◆ TASK TO COMPLETE
The records follow. Print, word for word, the first line through the "let recent_history = entries" line.

◆ MATERIALS PROVIDED

pub fn student_summary(
    snapshot: &LibrarySnapshot,
    matric_number: &str,
    now: DateTime<Utc>,
) -> Option<StudentSummary> {
    let lookup = Lookup::new(snapshot);
    let student = lookup.students.get(matric_number)?;
    let mut entries: Vec<&SnapshotEntry> = snapshot
        .ledger
        .iter()
        .filter(|e| e.matric_number == matric_number)
        .collect();
    entries.sort_by(|a, b| {
        b.dates
            .borrow_date
            .cmp(&a.dates.borrow_date)
            .then(b.id.cmp(&a.id))
    });

    let active = entries.iter().filter(|e| e.dates.is_open()).count() as u64;
    let overdue = entries.iter().filter(|e| e.dates.is_overdue(now)).count() as u64;

    let recent_history = entries
        .iter()
        .take(RECENT_HISTORY)
        .map(|e| RecentBorrow {
            borrow_id: e.id,
            copy_id: e.copy_id,
            book_title: lookup.book_of(e).map(|b| b.title.clone()).unwrap_or_default(),
            borrow_date: format_timestamp(e.dates.borrow_date),
            due_date: format_timestamp(e.dates.effective_due()),
            return_date: e.dates.return_date.map(format_timestamp),
            status: e.dates.status(now),
        })
        .collect();

    Some(StudentSummary {
        matric_number: student.matric_number.clone(),
        full_name: student.full_name.clone(),
        email: student.email.clone(),
        status: student.status,
        can_borrow: student.status != StudentStatus::Suspended && active < MAX_OPEN_BORROWS,
        total_borrowings: entries.len() as u64,
        active_borrowings: active,
        overdue_borrowings: overdue,
        returned_borrowings: entries.len() as u64 - active,
        average_days_kept: average_days_kept(entries.iter().copied()),
        recent_history,
    })
}

#[cfg(test)]
mod tests {
    use super::*;
    use chrono::TimeZone;

    fn at(month: u32, day: u32) -> DateTime<Utc> {
        Utc.with_ymd_and_hms(2024, month, day, 10, 0, 0).unwrap()
    }

    fn entry(id: i32, copy_id: i32, matric: &str, borrowed: DateTime<Utc>, returned: Option<DateTime<Utc>>) -> SnapshotEntry {
        SnapshotEntry {
            id,
            copy_id,
            matric_number: matric.to_string(),
            dates: LoanDates {
                borrow_date: borrowed,
                due_date: borrowed + Duration::days(14),
                extension_date: None,
                return_date: returned,
            },
        }
    }

    fn student(matric: &str, name: &str) -> SnapshotStudent {
        SnapshotStudent {
            matric_number: matric.to_string(),
            full_name: name.to_string(),
            email: format!("{}@uni.edu", matric.to_lowercase()),
            status: StudentStatus::Active,
        }
    }

    /// Two categories, three books, four copies, five ledger entries.
    fn sample() -> LibrarySnapshot {
        LibrarySnapshot {
            categories: vec![
                SnapshotCategory { id: 1, code: "005".into(), name: "Computing".into() },
                SnapshotCategory { id: 2, code: "823".into(), name: "Fiction".into() },
            ],
            books: vec![
                SnapshotBook { id: 1, title: "Rust in Action".into(), author: "McNamara".into(), category_id: 1 },
                SnapshotBook { id: 2, title: "Dune".into(), author: "Herbert".into(), category_id: 2 },
                SnapshotBook { id: 3, title: "Emma".into(), author: "Austen".into(), category_id: 2 },
            ],
            copies: vec![
                SnapshotCopy { id: 10, book_id: 1, status: CopyStatus::Borrowed },
                SnapshotCopy { id: 11, book_id: 1, status: CopyStatus::Available },
                SnapshotCopy { id: 20, book_id: 2, status: CopyStatus::Borrowed },
                SnapshotCopy { id: 30, book_id: 3, status: CopyStatus::Missing },
            ],
            students: vec![student("A0000001A", "Ada"), student("A0000002B", "Grace")],
            ledger: vec![
                entry(1, 11, "A0000001A", at(3, 1), Some(at(3, 5))),
                entry(2, 20, "A0000001A", at(3, 2), Some(at(3, 4))),
                entry(3, 11, "A0000002B", at(3, 10), Some(at(3, 20))),
                entry(4, 10, "A0000002B", at(3, 25), None),
                entry(5, 20, "A0000001A", at(4, 1), None),
            ],
        }
    }

    #[test]
    fn kpis_never_count_returned_entries_as_active() {
        let now = at(4, 9);
        let kpi = kpi_metrics(&sample(), now);
        assert_eq!(kpi.total_books, 3);
        assert_eq!(kpi.total_copies, 4);
        assert_eq!(kpi.active_borrows, 2);
        // entry 4 was due on 8 April, entry 5 is due on 15 April
        assert_eq!(kpi.overdue_books, 1);
        assert_eq!(kpi.return_rate, 60.0);
        // kept 4, 2 and 10 days
        assert_eq!(kpi.average_borrow_duration, 5.3);
    }

    #[test]
    fn overdue_list_matches_kpi() {
        let snapshot = sample();
        let now = at(4, 20);
        let overdue = overdue_books(&snapshot, now);
        assert_eq!(overdue.len() as u64, kpi_metrics(&snapshot, now).overdue_books);
        assert_eq!(overdue[0].borrow_id, 4);
        assert_eq!(overdue[0].days_overdue, 12);
        assert_eq!(overdue[0].student_name, "Grace");
        assert_eq!(overdue[1].title, "Dune");
    }

    #[test]
    fn daily_stats_fill_every_day() {
        let range = DateRange::new(at(3, 1), at(3, 5)).unwrap();
        let days = daily_stats(&sample(), &range);
        assert_eq!(days.len(), 5);
        assert_eq!(days[0].date, "2024-03-01");
        assert_eq!(days[0].total_borrows, 1);
        assert_eq!(days[2].total_borrows, 0);
        assert_eq!(days[3].total_returns, 1);
        assert_eq!(days[4].total_returns, 1);
        assert_eq!(days[1].active_readers, 1);
    }

    #[test]
    fn category_stats_count_copies_not_joins() {
        let stats = category_stats(&sample());
        let computing = &stats[0];
        assert_eq!(computing.category, "Computing");
        assert_eq!(computing.total_books, 1);
        assert_eq!(computing.total_copies, 2);
        assert_eq!(computing.available_books, 1);
        assert_eq!(computing.borrowed_books, 1);
        assert_eq!(computing.borrow_count, 3);

        let fiction = &stats[1];
        assert_eq!(fiction.total_books, 2);
        assert_eq!(fiction.available_books, 0);
        assert_eq!(fiction.borrow_count, 2);
    }

    #[test]
    fn popular_books_rank_by_borrows_in_range() {
        let range = DateRange::new(at(3, 1), at(4, 30)).unwrap();
        let popular = popular_books(&sample(), &range, 10);
        assert_eq!(popular[0].title, "Rust in Action");
        assert_eq!(popular[0].borrow_count, 3);
        assert_eq!(popular[0].available_copies, 1);
        assert_eq!(popular[1].title, "Dune");
        assert_eq!(popular.len(), 2);

        let narrow = DateRange::new(at(4, 1), at(4, 2)).unwrap();
        let popular = popular_books(&sample(), &narrow, 10);
        assert_eq!(popular.len(), 1);
        assert_eq!(popular[0].title, "Dune");
    }

    #[test]
    fn weekly_buckets_start_on_monday() {
        // 2024-03-06 is a Wednesday
        let wednesday = NaiveDate::from_ymd_opt(2024, 3, 6).unwrap();
        assert_eq!(Interval::Week.bucket(wednesday), "2024-03-04");
        assert_eq!(Interval::Month.bucket(wednesday), "2024-03");
        assert!("fortnight".parse::<Interval>().is_err());
    }

    #[test]
    fn monthly_trends_cover_the_range() {
        let range = DateRange::new(at(3, 1), at(4, 9)).unwrap();
        let trends = borrowing_trends(&sample(), &range, Interval::Month);
        assert_eq!(trends.data.len(), 2);
        assert_eq!(trends.data[0].period, "2024-03");
        assert_eq!(trends.data[0].borrowings, 4);
        assert_eq!(trends.data[0].returns, 3);
        assert_eq!(trends.data[1].borrowings, 1);
        assert_eq!(trends.total_borrows, 5);
        assert_eq!(trends.unique_readers, 2);
        assert_eq!(trends.category_distribution.get("Fiction"), Some(&2));
    }

    #[test]
    fn category_trends_are_per_category() {
        let range = DateRange::new(at(3, 1), at(4, 9)).unwrap();
        let trends = category_trends(&sample(), &range, Interval::Month);
        assert_eq!(trends.len(), 2);
        assert_eq!(trends[0].category, "Computing");
        assert_eq!(trends[0].total_borrows, 3);
        assert_eq!(trends[1].data[1].borrowings, 1);
    }

    #[test]
    fn student_activity_picks_favorite_category() {
        let range = DateRange::new(at(3, 1), at(4, 9)).unwrap();
        let activity = student_activity(&sample(), &range, 10);
        assert_eq!(activity[0].student_id, "A0000001A");
        assert_eq!(activity[0].borrow_count, 3);
        assert_eq!(activity[0].favorite_category.as_deref(), Some("Fiction"));
        assert_eq!(activity[1].favorite_category.as_deref(), Some("Computing"));
        assert_eq!(activity[1].return_rate, 50.0);
    }

    #[test]
    fn utilization_tracks_copies_on_loan_per_day() {
        let range = DateRange::new(at(3, 24), at(3, 26)).unwrap();
        let util = library_utilization(&sample(), &range);
        assert_eq!(util.total_copies, 4);
        assert_eq!(util.borrowed_copies, 2);
        assert_eq!(util.available_copies, 1);
        assert_eq!(util.unavailable_copies, 1);
        assert_eq!(util.utilization_rate, 50.0);
        assert_eq!(util.daily_utilization.get("2024-03-24"), Some(&0));
        assert_eq!(util.daily_utilization.get("2024-03-25"), Some(&1));
    }

    #[test]
    fn summary_can_be_limited_to_one_category() {
        let range = DateRange::new(at(3, 1), at(4, 9)).unwrap();
        let all = borrowing_summary(&sample(), &range, None, at(4, 9));
        assert_eq!(all.total_borrowings, 5);
        assert_eq!(all.most_borrowed_books[0].title, "Rust in Action");
        assert_eq!(all.borrowings_by_month.get("2024-04"), Some(&1));

        let fiction = borrowing_summary(&sample(), &range, Some(2), at(4, 9));
        assert_eq!(fiction.total_borrowings, 2);
        assert_eq!(fiction.active_borrowings, 1);
        assert_eq!(fiction.most_active_students[0].full_name, "Ada");
    }

    #[test]
    fn student_summary_lists_recent_history_first() {
        let summary = student_summary(&sample(), "A0000001A", at(4, 9)).unwrap();
        assert_eq!(summary.total_borrowings, 3);
        assert_eq!(summary.active_borrowings, 1);
        assert_eq!(summary.returned_borrowings, 2);
        assert!(summary.can_borrow);
        assert_eq!(summary.recent_history[0].borrow_id, 5);
        assert_eq!(summary.recent_history[0].status, BorrowStatus::Borrowed);
        assert!(student_summary(&sample(), "A9999999Z", at(4, 9)).is_none());
    }

    #[test]
    fn date_ranges_are_validated() {
        assert!(DateRange::new(at(3, 2), at(3, 1)).is_err());
        assert!(DateRange::new(at(1, 1), at(1, 1) + Duration::days(366)).is_err());

        let now = at(4, 9);
        let range = DateRange::resolve(None, None, 30, now).unwrap();
        assert_eq!(range.end, now);
        assert_eq!(range.start, now - Duration::days(30));

        let tomorrow = NaiveDate::from_ymd_opt(2024, 4, 10).unwrap();
        let future = DateRange::resolve(None, Some(tomorrow), 30, now).unwrap();
        assert!(future.ensure_not_future(now).is_err());
        assert!(range.ensure_not_future(now).is_ok());
    }
}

◆ WRITTEN ANSWER
pub fn student_summary(
    snapshot: &LibrarySnapshot,
    matric_number: &str,
    now: DateTime<Utc>,
) -> Option<StudentSummary> {
    let lookup = Lookup::new(snapshot);
    let student = lookup.students.get(matric_number)?;
    let mut entries: Vec<&SnapshotEntry> = snapshot
        .ledger
        .iter()
        .filter(|e| e.matric_number == matric_number)
        .collect();
    entries.sort_by(|a, b| {
        b.dates
            .borrow_date
            .cmp(&a.dates.borrow_date)
            .then(b.id.cmp(&a.id))
    });

    let active = entries.iter().filter(|e| e.dates.is_open()).count() as u64;
    let overdue = entries.iter().filter(|e| e.dates.is_overdue(now)).count() as u64;

    let recent_history = entries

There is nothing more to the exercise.